EXCERPTED DATA START

//! Force / acceleration contributors for the n-body core
//!
//! Defines the acceleration trait and the direct pairwise Newtonian gravity
//! used for the solar-system catalog. The body count is under a dozen, so
//! the O(n²) sum is intentional — no tree approximation, no symmetry
//! exploitation.

use crate::simulation::states::{NVec2, System};

/// Gravitational constant (SI units).
pub const GRAV_CONST: f64 = 6.67430e-11;

/// Acceleration a point at relative offset `d` experiences from a point mass
/// `attractor_mass` located at the origin of `d` (i.e. `d` points from the
/// attractor toward the subject):
///
/// `a = -G * m * d / |d|^3`
///
/// Undefined when `|d| = 0`; callers guarantee distinct positions at all
/// times (no collision handling anywhere in the system).
pub fn acceleration_from(d: NVec2, attractor_mass: f64) -> NVec2 {
    let r = d.norm();
    -GRAV_CONST * attractor_mass * d / (r * r * r)
}

/// Collection of acceleration terms.
/// Each term implements [`Acceleration`] and their contributions are summed
/// into a single acceleration vector per body
pub struct AccelSet {
    terms: Vec<Box<dyn Acceleration + Send + Sync>>,
}

impl AccelSet {
    /// Create an empty acceleration set
    pub fn new() -> Self {
        Self { terms: Vec::new() }
    }

    /// Add an acceleration term
    pub fn with<T>(mut self, term: T) -> Self
    where
        T: Acceleration + Send + Sync + 'static,
    {
        self.terms.push(Box::new(term));
        self
    }

    /// Compute total accelerations at time `t` for all bodies in `sys`
    /// - `out[i]` will be set to the sum of contributions from all terms
    pub fn accumulate_accels(&self, t: f64, sys: &System, out: &mut [NVec2]) {
        // Zero buffer
        for a in out.iter_mut() {
            *a = NVec2::zeros();
        }
        for term in &self.terms {
            term.acceleration(t, sys, out);
        }
    }
}

impl Default for AccelSet {
    fn default() -> Self {
        Self::new()
    }
}

/// Trait for acceleration sources operating on [`System`]
/// Implementations add their contribution into `out[i]` for each body
pub trait Acceleration {
    fn acceleration(&self, t: f64, sys: &System, out: &mut [NVec2]);
}

/// Direct pairwise Newtonian gravity, no softening.
///
/// Every body sums the [`acceleration_from`] contribution of every *other*
/// body. Iteration order over bodies is the stable order of `sys.bodies`, so
/// results are deterministic and reproducible across runs.
pub struct NewtonianGravity;

impl Acceleration for NewtonianGravity {
    fn acceleration(&self, _t: f64, sys: &System, out: &mut [NVec2]) {
        let n = sys.bodies.len();
        if n == 0 {
            return;
        }

        for i in 0..n {
            let bi = &sys.bodies[i];
            for j in 0..n {
                if j == i {
                    // no self-interaction
                    continue;
                }
                let bj = &sys.bodies[j];
                // d points from attractor j toward subject i
                let d = bi.x - bj.x;
                out[i] += acceleration_from(d, bj.m);
            }
        }
    }
}
pub mod states;
pub mod forces;
pub mod integrator;
pub mod clock;
pub mod viewport;
pub mod session;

EXCERPTED DATA END

▶ _TASK TO CARRY OUT_
Transcribe the records above exactly.

▶ _EXERCISE SOLUTION_
//! Force / acceleration contributors for the n-body core
//!
//! Defines the acceleration trait and the direct pairwise Newtonian gravity
//! used for the solar-system catalog. The body count is under a dozen, so
//! the O(n²) sum is intentional — no tree approximation, no symmetry
//! exploitation.

use crate::simulation::states::{NVec2, System};

/// Gravitational constant (SI units).
pub const GRAV_CONST: f64 = 6.67430e-11;

/// Acceleration a point at relative offset `d` experiences from a point mass
/// `attractor_mass` located at the origin of `d` (i.e. `d` points from the
/// attractor toward the subject):
///
/// `a = -G * m * d / |d|^3`
///
/// Undefined when `|d| = 0`; callers guarantee distinct positions at all
/// times (no collision handling anywhere in the system).
pub fn acceleration_from(d: NVec2, attractor_mass: f64) -> NVec2 {
    let r = d.norm();
    -GRAV_CONST * attractor_mass * d / (r * r * r)
}

/// Collection of acceleration terms.
/// Each term implements [`Acceleration`] and their contributions are summed
/// into a single acceleration vector per body
pub struct AccelSet {
    terms: Vec<Box<dyn Acceleration + Send + Sync>>,
}

impl AccelSet {
    /// Create an empty acceleration set
    pub fn new() -> Self {
        Self { terms: Vec::new() }
    }

    /// Add an acceleration term
    pub fn with<T>(mut self, term: T) -> Self
    where
        T: Acceleration + Send + Sync + 'static,
    {
        self.terms.push(Box::new(term));
        self
    }

    /// Compute total accelerations at time `t` for all bodies in `sys`
    /// - `out[i]` will be set to the sum of contributions from all terms
    pub fn accumulate_accels(&self, t: f64, sys: &System, out: &mut [NVec2]) {
        // Zero buffer
        for a in out.iter_mut() {
            *a = NVec2::zeros();
        }
        for term in &self.terms {
            term.acceleration(t, sys, out);
        }
    }
}

impl Default for AccelSet {
    fn default() -> Self {
        Self::new()
    }
}

/// Trait for acceleration sources operating on [`System`]
/// Implementations add their contribution into `out[i]` for each body
pub trait Acceleration {
    fn acceleration(&self, t: f64, sys: &System, out: &mut [NVec2]);
}

/// Direct pairwise Newtonian gravity, no softening.
///
/// Every body sums the [`acceleration_from`] contribution of every *other*
/// body. Iteration order over bodies is the stable order of `sys.bodies`, so
/// results are deterministic and reproducible across runs.
pub struct NewtonianGravity;

impl Acceleration for NewtonianGravity {
    fn acceleration(&self, _t: f64, sys: &System, out: &mut [NVec2]) {
        let n = sys.bodies.len();
        if n == 0 {
            return;
        }

        for i in 0..n {
            let bi = &sys.bodies[i];
            for j in 0..n {
                if j == i {
                    // no self-interaction
                    continue;
                }
                let bj = &sys.bodies[j];
                // d points from attractor j toward subject i
                let d = bi.x - bj.x;
                out[i] += acceleration_from(d, bj.m);
            }
        }
    }
}
pub mod states;
pub mod forces;
pub mod integrator;
pub mod clock;
pub mod viewport;
pub mod session;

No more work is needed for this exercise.